**The problem:**
Please filter the entries and return only the lines that include "RunFailed".

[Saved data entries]
>>>
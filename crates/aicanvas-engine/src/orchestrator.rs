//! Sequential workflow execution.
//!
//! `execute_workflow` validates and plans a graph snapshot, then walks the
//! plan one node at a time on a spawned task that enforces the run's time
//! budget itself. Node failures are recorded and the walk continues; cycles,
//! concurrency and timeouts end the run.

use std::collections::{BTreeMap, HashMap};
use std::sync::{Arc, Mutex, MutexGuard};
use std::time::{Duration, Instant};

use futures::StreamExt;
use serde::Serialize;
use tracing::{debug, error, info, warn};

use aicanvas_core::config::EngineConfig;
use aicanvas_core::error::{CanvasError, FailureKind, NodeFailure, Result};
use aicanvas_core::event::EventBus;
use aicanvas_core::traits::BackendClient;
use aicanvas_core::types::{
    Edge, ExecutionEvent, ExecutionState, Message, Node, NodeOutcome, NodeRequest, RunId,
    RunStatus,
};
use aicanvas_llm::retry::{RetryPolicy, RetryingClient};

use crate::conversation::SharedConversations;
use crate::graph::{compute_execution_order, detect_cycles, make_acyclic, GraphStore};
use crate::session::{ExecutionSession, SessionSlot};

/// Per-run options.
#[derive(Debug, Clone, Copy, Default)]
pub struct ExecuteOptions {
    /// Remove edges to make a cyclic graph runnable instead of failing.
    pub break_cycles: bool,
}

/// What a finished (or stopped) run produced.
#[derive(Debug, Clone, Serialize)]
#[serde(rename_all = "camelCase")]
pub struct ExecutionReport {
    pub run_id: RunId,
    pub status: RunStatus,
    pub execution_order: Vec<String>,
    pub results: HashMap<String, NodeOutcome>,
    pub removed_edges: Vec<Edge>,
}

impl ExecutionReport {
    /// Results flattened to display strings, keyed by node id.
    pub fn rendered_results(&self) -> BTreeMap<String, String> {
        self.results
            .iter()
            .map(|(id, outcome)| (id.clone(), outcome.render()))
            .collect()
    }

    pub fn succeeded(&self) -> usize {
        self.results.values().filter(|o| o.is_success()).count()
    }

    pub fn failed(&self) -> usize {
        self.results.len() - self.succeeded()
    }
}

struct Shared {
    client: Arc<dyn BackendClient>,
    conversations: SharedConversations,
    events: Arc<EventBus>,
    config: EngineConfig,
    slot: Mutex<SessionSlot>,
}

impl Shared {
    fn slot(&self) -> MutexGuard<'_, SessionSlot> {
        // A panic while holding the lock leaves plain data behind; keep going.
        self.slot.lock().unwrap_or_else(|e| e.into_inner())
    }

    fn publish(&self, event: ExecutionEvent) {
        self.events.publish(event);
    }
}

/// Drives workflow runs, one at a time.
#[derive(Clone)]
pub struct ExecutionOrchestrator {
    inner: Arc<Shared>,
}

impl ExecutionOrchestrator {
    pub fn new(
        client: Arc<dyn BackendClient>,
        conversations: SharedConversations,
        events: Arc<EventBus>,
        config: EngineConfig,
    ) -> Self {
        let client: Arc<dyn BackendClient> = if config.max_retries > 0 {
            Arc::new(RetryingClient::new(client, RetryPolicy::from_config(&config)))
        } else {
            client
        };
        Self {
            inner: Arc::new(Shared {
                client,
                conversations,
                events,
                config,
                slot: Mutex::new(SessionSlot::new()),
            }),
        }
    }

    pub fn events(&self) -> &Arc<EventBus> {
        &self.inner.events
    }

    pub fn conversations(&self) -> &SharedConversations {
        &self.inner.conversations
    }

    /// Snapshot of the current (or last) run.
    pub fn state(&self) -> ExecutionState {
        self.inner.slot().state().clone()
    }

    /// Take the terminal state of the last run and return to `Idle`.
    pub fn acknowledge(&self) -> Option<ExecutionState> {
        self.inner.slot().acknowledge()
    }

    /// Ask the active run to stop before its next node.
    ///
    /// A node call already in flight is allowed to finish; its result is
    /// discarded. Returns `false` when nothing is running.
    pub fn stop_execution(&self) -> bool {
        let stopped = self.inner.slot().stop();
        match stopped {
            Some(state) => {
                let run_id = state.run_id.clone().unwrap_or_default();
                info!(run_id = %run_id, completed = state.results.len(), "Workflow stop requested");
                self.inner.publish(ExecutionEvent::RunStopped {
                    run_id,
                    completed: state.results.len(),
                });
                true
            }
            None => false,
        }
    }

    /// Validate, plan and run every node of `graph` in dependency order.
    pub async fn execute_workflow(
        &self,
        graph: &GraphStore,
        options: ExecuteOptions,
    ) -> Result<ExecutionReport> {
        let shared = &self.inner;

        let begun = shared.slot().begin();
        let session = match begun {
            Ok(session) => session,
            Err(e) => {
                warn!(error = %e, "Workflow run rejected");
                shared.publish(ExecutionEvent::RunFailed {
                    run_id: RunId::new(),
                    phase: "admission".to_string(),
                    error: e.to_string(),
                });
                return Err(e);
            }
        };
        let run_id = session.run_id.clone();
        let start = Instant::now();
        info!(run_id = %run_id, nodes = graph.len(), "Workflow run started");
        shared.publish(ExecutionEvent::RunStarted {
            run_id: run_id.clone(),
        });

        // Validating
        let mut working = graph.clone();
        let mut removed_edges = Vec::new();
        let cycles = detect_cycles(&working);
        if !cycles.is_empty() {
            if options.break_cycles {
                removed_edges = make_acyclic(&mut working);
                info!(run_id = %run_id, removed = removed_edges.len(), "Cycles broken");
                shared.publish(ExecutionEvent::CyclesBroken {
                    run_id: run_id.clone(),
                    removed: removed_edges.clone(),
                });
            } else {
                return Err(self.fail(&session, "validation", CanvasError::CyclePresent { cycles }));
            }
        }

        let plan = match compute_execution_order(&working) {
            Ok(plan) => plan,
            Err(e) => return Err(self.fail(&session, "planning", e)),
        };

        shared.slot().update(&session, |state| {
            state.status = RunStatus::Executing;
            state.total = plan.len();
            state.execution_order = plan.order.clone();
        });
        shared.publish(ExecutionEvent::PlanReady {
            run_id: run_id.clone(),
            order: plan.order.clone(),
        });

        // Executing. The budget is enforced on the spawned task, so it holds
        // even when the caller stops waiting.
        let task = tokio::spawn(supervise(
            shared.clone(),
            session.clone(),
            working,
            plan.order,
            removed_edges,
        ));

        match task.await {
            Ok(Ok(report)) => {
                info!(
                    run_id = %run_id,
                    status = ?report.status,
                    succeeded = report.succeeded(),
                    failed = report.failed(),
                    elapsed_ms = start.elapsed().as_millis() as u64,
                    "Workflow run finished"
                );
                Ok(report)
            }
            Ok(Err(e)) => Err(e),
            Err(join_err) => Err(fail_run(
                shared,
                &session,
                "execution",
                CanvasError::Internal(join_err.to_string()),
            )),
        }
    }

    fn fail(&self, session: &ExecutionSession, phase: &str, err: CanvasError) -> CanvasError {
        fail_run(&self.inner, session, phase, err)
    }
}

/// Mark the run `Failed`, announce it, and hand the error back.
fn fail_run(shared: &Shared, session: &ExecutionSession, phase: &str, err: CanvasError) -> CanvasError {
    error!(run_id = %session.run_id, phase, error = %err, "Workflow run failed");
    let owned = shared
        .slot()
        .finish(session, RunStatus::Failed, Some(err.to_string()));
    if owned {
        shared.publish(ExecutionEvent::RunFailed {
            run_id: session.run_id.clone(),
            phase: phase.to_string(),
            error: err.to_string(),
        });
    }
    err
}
<<<
**Solved problem:**
                shared.publish(ExecutionEvent::RunFailed {
        shared.publish(ExecutionEvent::RunFailed {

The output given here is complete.